Step 1: How do I decide between schools?

Do staff need to know about stammering in my chosen school?

Is my choice of school limited when my child stammers?


While it is helpful if your selected schools have some experience or knowledge of stammering, you do not need to restrict your choice of school in any way when your child stammers, as all teachers (and home educators) can learn the very simple strategies to support your child. Speech and language therapists often provide information or training for staff and specific strategies of support for class teachers are available at BSA:Education.

Planning ahead for secondary education

It is advisable to start thinking about your choice of secondary school at least 18 months before your child would start. You should consider all the options in secondary education available to you before making a list of possible schools for your child.

Follow steps 1 to 4 to make your final choice of school(s) to apply for. You may apply for more than one state school and as many independent schools as you choose.

Step 1

Start with your child and start early

Remember that children who stammer generally have no other learning difficulties. They have the same range of academic abilities and personal qualities as children who do not stammer so that you should base your choice of school on your own child's academic, social and personal needs. You can then discuss the issue of your child's speech needs with the school that your child will attend. Every school should be able to adopt the simple strategies that support a child who stammers and there is considerable training available for staff on children's speech, language and communication needs now, so do not worry if your selected school does not appear to have experience of children who stammer.

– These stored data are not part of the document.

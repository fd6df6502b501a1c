// Copyright 2025 jonefeewang@gmail.com
//
// Licensed under the Apache License, Version 2.0 (the "License");
// you may not use this file except in compliance with the License.
// You may obtain a copy of the License at
//
//     http://www.apache.org/licenses/LICENSE-2.0
//
// Unless required by applicable law or agreed to in writing, software
// distributed under the License is distributed on an "AS IS" BASIS,
// WITHOUT WARRANTIES OR CONDITIONS OF ANY KIND, either express or implied.
// See the License for the specific language governing permissions and
// limitations under the License.

//! TLS for node connections.
//!
//! `NoSsl` uses plain TCP. `SelfSigned` generates a throwaway certificate at
//! start-up and, as a client, accepts any server certificate (handshake
//! signatures are still verified). `SystemSsl` loads a PEM certificate and
//! key and verifies servers against the webpki roots plus that certificate.

use std::fs;
use std::io::BufReader;
use std::net::{IpAddr, Ipv4Addr, Ipv6Addr};
use std::sync::Arc;
use std::time::Duration;

use rcgen::{CertificateParams, DistinguishedName, DnType, KeyPair, SanType};
use rustls::client::danger::{HandshakeSignatureValid, ServerCertVerified, ServerCertVerifier};
use rustls::crypto::{verify_tls12_signature, verify_tls13_signature, CryptoProvider};
use rustls::pki_types::{CertificateDer, PrivateKeyDer, ServerName, UnixTime};
use rustls::{ClientConfig, DigitallySignedStruct, RootCertStore, ServerConfig, SignatureScheme};
use serde::{Deserialize, Serialize};
use tracing::{debug, warn};

use crate::{AppError, AppResult, NodeConfig};

#[derive(Debug, Clone, Copy, Default, PartialEq, Eq, Hash, Serialize, Deserialize)]
#[serde(rename_all = "snake_case")]
pub enum TlsMode {
    #[default]
    NoSsl,
    SystemSsl,
    SelfSigned,
}

/// Subject of a generated certificate.
#[derive(Debug, Clone, PartialEq, Eq, Serialize, Deserialize)]
#[serde(default)]
pub struct CertificateRequest {
    pub country: String,
    pub organization: String,
    pub common_name: String,
    pub validity_days: u32,
}

impl Default for CertificateRequest {
    fn default() -> Self {
        CertificateRequest {
            country: "US".to_string(),
            organization: "Heart".to_string(),
            common_name: "localhost".to_string(),
            validity_days: 365,
        }
    }
}

#[derive(Debug, Clone)]
pub struct CertificateBundle {
    pub cert_pem: String,
    pub key_pem: String,
}

pub fn generate_self_signed(request: &CertificateRequest) -> AppResult<CertificateBundle> {
    if request.validity_days == 0 {
        return Err(AppError::CertificateError(
            "validity_days must be > 0".to_string(),
        ));
    }
    let mut params = CertificateParams::new(vec![request.common_name.clone()])?;

    let mut name = DistinguishedName::new();
    name.push(DnType::CountryName, request.country.as_str());
    name.push(DnType::OrganizationName, request.organization.as_str());
    name.push(DnType::CommonName, request.common_name.as_str());
    params.distinguished_name = name;

    let now = time::OffsetDateTime::now_utc();
    params.not_before = now;
    params.not_after =
        now + Duration::from_secs(u64::from(request.validity_days) * 24 * 60 * 60);
    params
        .subject_alt_names
        .push(SanType::IpAddress(IpAddr::V4(Ipv4Addr::LOCALHOST)));
    params
        .subject_alt_names
        .push(SanType::IpAddress(IpAddr::V6(Ipv6Addr::LOCALHOST)));

    let key_pair = KeyPair::generate()?;
    let cert = params.self_signed(&key_pair)?;
    debug!(
        "generated self-signed certificate for {} valid {} days",
        request.common_name, request.validity_days
    );
    Ok(CertificateBundle {
        cert_pem: cert.pem(),
        key_pem: key_pair.serialize_pem(),
    })
}

/// Source of rustls configurations for one TLS mode.
pub trait TlsProvider: Send + Sync {
    fn server_config(&self) -> AppResult<Arc<ServerConfig>>;

    fn client_config(&self) -> AppResult<Arc<ClientConfig>>;
}

fn crypto_provider() -> Arc<CryptoProvider> {
    Arc::new(rustls::crypto::ring::default_provider())
}

fn load_certs(pem: &str) -> AppResult<Vec<CertificateDer<'static>>> {
    let mut reader = BufReader::new(pem.as_bytes());
    let certs = rustls_pemfile::certs(&mut reader)
        .collect::<Result<Vec<_>, _>>()
        .map_err(|e| AppError::CertificateError(format!("parse certificate: {}", e)))?;
    if certs.is_empty() {
        return Err(AppError::CertificateError("no certificate found".to_string()));
    }
    Ok(certs)
}

fn load_key(pem: &str) -> AppResult<PrivateKeyDer<'static>> {
    let mut reader = BufReader::new(pem.as_bytes());
    rustls_pemfile::private_key(&mut reader)
        .map_err(|e| AppError::CertificateError(format!("parse private key: {}", e)))?
        .ok_or_else(|| AppError::CertificateError("no private key found".to_string()))
}

fn build_server_config(cert_pem: &str, key_pem: &str) -> AppResult<Arc<ServerConfig>> {
    let config = ServerConfig::builder_with_provider(crypto_provider())
        .with_safe_default_protocol_versions()?
        .with_no_client_auth()
        .with_single_cert(load_certs(cert_pem)?, load_key(key_pem)?)?;
    Ok(Arc::new(config))
}

/// Accepts any server certificate but still checks handshake signatures.
#[derive(Debug)]
struct AcceptAnyCertificate(Arc<CryptoProvider>);

impl ServerCertVerifier for AcceptAnyCertificate {
    fn verify_server_cert(
        &self,
        _end_entity: &CertificateDer<'_>,
        _intermediates: &[CertificateDer<'_>],
        _server_name: &ServerName<'_>,
        _ocsp_response: &[u8],
        _now: UnixTime,
    ) -> Result<ServerCertVerified, rustls::Error> {
        Ok(ServerCertVerified::assertion())
    }

    fn verify_tls12_signature(
        &self,
        message: &[u8],
        cert: &CertificateDer<'_>,
        dss: &DigitallySignedStruct,
    ) -> Result<HandshakeSignatureValid, rustls::Error> {
        verify_tls12_signature(message, cert, dss, &self.0.signature_verification_algorithms)
    }

    fn verify_tls13_signature(
        &self,
        message: &[u8],
        cert: &CertificateDer<'_>,
        dss: &DigitallySignedStruct,
    ) -> Result<HandshakeSignatureValid, rustls::Error> {
        verify_tls13_signature(message, cert, dss, &self.0.signature_verification_algorithms)
    }

    fn supported_verify_schemes(&self) -> Vec<SignatureScheme> {
        self.0.signature_verification_algorithms.supported_schemes()
    }
}

pub struct SelfSignedProvider {
    bundle: CertificateBundle,
}

impl SelfSignedProvider {
    pub fn new(request: &CertificateRequest) -> AppResult<Self> {
        Ok(SelfSignedProvider {
            bundle: generate_self_signed(request)?,
        })
    }

    pub fn bundle(&self) -> &CertificateBundle {
        &self.bundle
    }
}

impl TlsProvider for SelfSignedProvider {
    fn server_config(&self) -> AppResult<Arc<ServerConfig>> {
        build_server_config(&self.bundle.cert_pem, &self.bundle.key_pem)
    }

    fn client_config(&self) -> AppResult<Arc<ClientConfig>> {
        let provider = crypto_provider();
        let config = ClientConfig::builder_with_provider(provider.clone())
            .with_safe_default_protocol_versions()?
            .dangerous()
            .with_custom_certificate_verifier(Arc::new(AcceptAnyCertificate(provider)))
            .with_no_client_auth();
        Ok(Arc::new(config))
    }
}

/// Certificate and key read from PEM files.
///
/// Without files the provider can still act as a client.
pub struct FileTlsProvider {
    cert_pem: Option<String>,
    key_pem: Option<String>,
}

impl FileTlsProvider {
    pub fn new(cert_path: Option<&str>, key_path: Option<&str>) -> AppResult<Self> {
        let read = |path: Option<&str>| -> AppResult<Option<String>> {
            path.map(|path| {
                fs::read_to_string(path).map_err(|e| {
                    AppError::CertificateError(format!("read {}: {}", path, e))
                })
            })
            .transpose()
        };
        Ok(FileTlsProvider {
            cert_pem: read(cert_path)?,
            key_pem: read(key_path)?,
        })
    }
}

impl TlsProvider for FileTlsProvider {
    fn server_config(&self) -> AppResult<Arc<ServerConfig>> {
        match (&self.cert_pem, &self.key_pem) {
            (Some(cert_pem), Some(key_pem)) => build_server_config(cert_pem, key_pem),
            _ => Err(AppError::CertificateError(
                "system_ssl server needs a certificate and a key".to_string(),
            )),
        }
    }

    fn client_config(&self) -> AppResult<Arc<ClientConfig>> {
        let mut roots = RootCertStore::empty();
        roots.extend(webpki_roots::TLS_SERVER_ROOTS.iter().cloned());
        if let Some(cert_pem) = &self.cert_pem {
            for cert in load_certs(cert_pem)? {
                if let Err(e) = roots.add(cert) {
                    warn!("configured certificate not usable as trust root: {}", e);
                }
            }
        }
        let config = ClientConfig::builder_with_provider(crypto_provider())
            .with_safe_default_protocol_versions()?
            .with_root_certificates(roots)
            .with_no_client_auth();
        Ok(Arc::new(config))
    }
}

/// Builds the provider for `mode`; `None` for plain TCP.
pub fn provider_for(mode: TlsMode, config: &NodeConfig) -> AppResult<Option<Arc<dyn TlsProvider>>> {
    Ok(match mode {
        TlsMode::NoSsl => None,
        TlsMode::SelfSigned => Some(Arc::new(SelfSignedProvider::new(&config.certificate)?)),
        TlsMode::SystemSsl => Some(Arc::new(FileTlsProvider::new(
            config.tls_cert_path.as_deref(),
            config.tls_key_path.as_deref(),
        )?)),
    })
}

/// Name presented to the server: the host when known, the IP otherwise.
pub fn server_name(host: Option<&str>, ip: IpAddr) -> AppResult<ServerName<'static>> {
    match host {
        Some(host) => ServerName::try_from(host.to_string())
            .map_err(|e| AppError::TlsError(format!("invalid server name {}: {}", host, e))),
        None => Ok(ServerName::IpAddress(ip.into())),
    }
}
// Copyright 2025 jonefeewang@gmail.com
//
// Licensed under the Apache License, Version 2.0 (the "License");
// you may not use this file except in compliance with the License.
// You may obtain a copy of the License at
//
//     http://www.apache.org/licenses/LICENSE-2.0
//
// Unless required by applicable law or agreed to in writing, software
// distributed under the License is distributed on an "AS IS" BASIS,
// WITHOUT WARRANTIES OR CONDITIONS OF ANY KIND, either express or implied.
// See the License for the specific language governing permissions and
// limitations under the License.

use std::fmt::{Display, Formatter};

/// Numeric message type carried in `Header::command`.
///
/// Ids below `Command::APPLICATION_BASE` belong to the node protocol itself,
/// the rest are handed out by whoever registers a parser for them. Ids are
/// fixed numbers so two builds always agree on them.
#[derive(Debug, Copy, Clone, PartialEq, Eq, Hash, PartialOrd, Ord)]
pub struct Command(u16);

impl Command {
    pub const PING: Command = Command(1);
    pub const PONG: Command = Command(2);
    pub const BAD_REQUEST: Command = Command(3);
    pub const VERSION: Command = Command(4);
    pub const VERSION_ACK: Command = Command(5);
    pub const CLOSE_CONNECTION: Command = Command(6);

    pub const APPLICATION_BASE: u16 = 256;

    pub const fn new(id: u16) -> Command {
        Command(id)
    }

    pub const fn as_u16(&self) -> u16 {
        self.0
    }

    pub fn is_builtin(&self) -> bool {
        self.0 < Self::APPLICATION_BASE
    }

    pub fn name(&self) -> &'static str {
        match *self {
            Command::PING => "ping",
            Command::PONG => "pong",
            Command::BAD_REQUEST => "bad_request",
            Command::VERSION => "version",
            Command::VERSION_ACK => "version_ack",
            Command::CLOSE_CONNECTION => "close_connection",
            _ if self.is_builtin() => "reserved",
            _ => "application",
        }
    }
}

impl From<u16> for Command {
    fn from(value: u16) -> Self {
        Command(value)
    }
}

impl From<Command> for u16 {
    fn from(value: Command) -> Self {
        value.0
    }
}

impl Display for Command {
    fn fmt(&self, f: &mut Formatter<'_>) -> std::fmt::Result {
        write!(f, "{}({})", self.name(), self.0)
    }
}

It is important that your first thoughts are about your child

Talk to your child about what is important to him. As he probably goes to a primary school find out what is most important to him about his routines there. Are there any special things that your child wants? Does he want a local school because his friends are going there? Children who stammer have the same ability and personality profile as those who do not, but may be rather sensitive to changes of location, teachers and children. You need to work out whether your child would be most helped by a smaller school, with many children he already knows, or a larger one where he may know fewer children but the facilities seem better. Different types of organisation will appeal to different children. Some secondary school parents have told the BSA that their child enjoys going to a large secondary campus where there are excellent facilities and they can more easily follow up their interests. Other parents have said that their child is happily placed in a small secondary school.

Now what is important to you?

All parents want their children to be happy at school. Try to look at all parts of school life. Are there any special things that your child needs? Make a list of the things that you and your child are looking for in a school. Put them in order of importance. Include opportunities to pursue interests like sport and music, the family need for out of hours care and holiday clubs for example. You may wish to include a faith school or an academy as well as other state schools in your list of possible choices. You can apply for more than one school.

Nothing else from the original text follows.